The claim of accused-appellant that she was a mere employee of her other
co-accused does not relieve her of liability. An employee of a company or
corporation engaged in illegal recruitment may be held liable as principal,
together with his employer, if it is shown that the employee actively and
consciously participated in illegal recruitment.6 As testified to by the
complainants, accused-appellant was among those who met and transacted with
them regarding the job placement offers. In some instances, she made the effort
to go to their houses to recruit them. She even gave assurances that they would
be able to find employment abroad and leave for Taiwan after the filing of their
applications. Accused-appellant was clearly engaged in recruitment activities,
notwithstanding her gratuitous protestation that her actions were merely done
in the course of her employment as a clerk. Accused-appellant cannot claim to
be merely following the dictates of her employers and use good faith as a shield
against criminal liability.

As held in People v. Gutierrez: Appellant cannot escape liability by


claiming that she was not aware that before working for her employer in the
recruitment agency, she should first be registered with the POEA. Illegal
recruitment in large scale ismalum prohibitum, not malum in se. Good faith is
not a defense.

The claim of accused-appellant that she received no payment and that the
payments were handed directly over to her co-accused fails in the face of the
testimony of the complainants that accused-appellant was the one who received
the money.

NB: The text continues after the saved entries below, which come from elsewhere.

//! Run metadata for reproducible signal runs and sweeps.

use crate::error::Result;
use chrono::{DateTime, Utc};
use serde::{Deserialize, Serialize};
use sha2::{Digest, Sha256};
use std::path::Path;
use tracing::warn;
use uuid::Uuid;

/// Size and checksum of an input table on disk.
#[derive(Debug, Clone, PartialEq, Eq, Serialize, Deserialize)]
pub struct DataFileMetadata {
    pub path: String,
    /// Size in bytes.
    pub size: u64,
    /// SHA-256 of the contents.
    pub checksum: String,
}

impl DataFileMetadata {
    pub fn capture(path: impl AsRef<Path>) -> Result<Self> {
        let path = path.as_ref();
        let size = std::fs::metadata(path)?.len();
        Ok(Self {
            path: path.display().to_string(),
            size,
            checksum: compute_file_checksum(path)?,
        })
    }
}

/// Identity of one run: id, start time, configuration hash and input files.
#[derive(Debug, Clone, Serialize, Deserialize)]
pub struct RunMetadata {
    pub run_id: Uuid,
    pub started_at: DateTime<Utc>,
    pub config_hash: String,
    #[serde(default)]
    pub data_files: Vec<DataFileMetadata>,
}

impl RunMetadata {
    pub fn new<T: Serialize>(config: &T) -> Self {
        Self {
            run_id: generate_run_id(),
            started_at: Utc::now(),
            config_hash: compute_config_hash(config),
            data_files: Vec::new(),
        }
    }

    /// Record an input file's checksum.
    pub fn with_data_file(mut self, path: impl AsRef<Path>) -> Result<Self> {
        self.data_files.push(DataFileMetadata::capture(path)?);
        Ok(self)
    }
}

/// SHA-256 of a file's contents, hex encoded.
pub fn compute_file_checksum(path: impl AsRef<Path>) -> std::io::Result<String> {
    let data = std::fs::read(path.as_ref())?;
    Ok(compute_hash(&data))
}

/// SHA-256 of arbitrary bytes, hex encoded.
pub fn compute_hash(data: &[u8]) -> String {
    let mut hasher = Sha256::new();
    hasher.update(data);
    format!("{:x}", hasher.finalize())
}

/// Hash of a value's JSON serialization.
///
/// Returns an empty string if the value cannot be serialized.
pub fn compute_config_hash<T: Serialize>(config: &T) -> String {
    match serde_json::to_vec(config) {
        Ok(bytes) => compute_hash(&bytes),
        Err(e) => {
            warn!("Failed to serialize config for hashing: {}", e);
            String::new()
        }
    }
}

pub fn generate_run_id() -> Uuid {
    Uuid::new_v4()
}

#[cfg(test)]
mod tests {
    use super::*;
    use std::collections::BTreeMap;
    use std::io::Write;
    use tempfile::NamedTempFile;

    #[test]
    fn test_compute_hash() {
        let hash = compute_hash(b"prices");
        assert_eq!(hash, compute_hash(b"prices"));
        assert_ne!(hash, compute_hash(b"volume"));
        assert_eq!(hash.len(), 64);
        assert!(hash.chars().all(|c| c.is_ascii_hexdigit()));
    }

    #[test]
    fn test_config_hash_is_order_stable() {
        let mut a = BTreeMap::new();
        a.insert("threshold", 60.0);
        a.insert("fee_rate", 0.001);
        let mut b = BTreeMap::new();
        b.insert("fee_rate", 0.001);
        b.insert("threshold", 60.0);
        assert_eq!(compute_config_hash(&a), compute_config_hash(&b));

        b.insert("threshold", 65.0);
        assert_ne!(compute_config_hash(&a), compute_config_hash(&b));
    }

    #[test]
    fn test_run_metadata_with_data_file() {
        let mut file = NamedTempFile::new().unwrap();
        writeln!(file, "date,AAA\n2024-01-01,100").unwrap();
        file.flush().unwrap();

        let metadata = RunMetadata::new(&"config")
            .with_data_file(file.path())
            .unwrap();
        assert_eq!(metadata.data_files.len(), 1);
        assert!(metadata.data_files[0].size > 0);
        assert_eq!(
            metadata.data_files[0].checksum,
            compute_file_checksum(file.path()).unwrap()
        );
        assert_ne!(metadata.run_id, RunMetadata::new(&"config").run_id);
    }

    #[test]
    fn test_missing_file_is_an_error() {
        assert!(DataFileMetadata::capture("/nonexistent/prices.csv").is_err());
    }
}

In spite of the receipts having been issued by her co-accused, the
trial court found that payments were directly made to accused-appellant, and
this finding was upheld by the CA. And even if it were true that no money
changed hands, money is not material to a prosecution for illegal recruitment,
as the definition of "recruitment and placement" in the Labor Code includes the
phrase, "whether for profit or not." It was held in People v. Jamilosa that, it was
sufficient that the accused promises or offers for a fee employment to warrant
conviction for illegal recruitment. Accused-appellant made representations that
complainants would receive employment abroad, and this suffices for her
conviction, even if her name does not appear on the receipts issued to
complainants as evidence that payment was made.
ADJUDICATION: The appealed CA Decision was affirmed.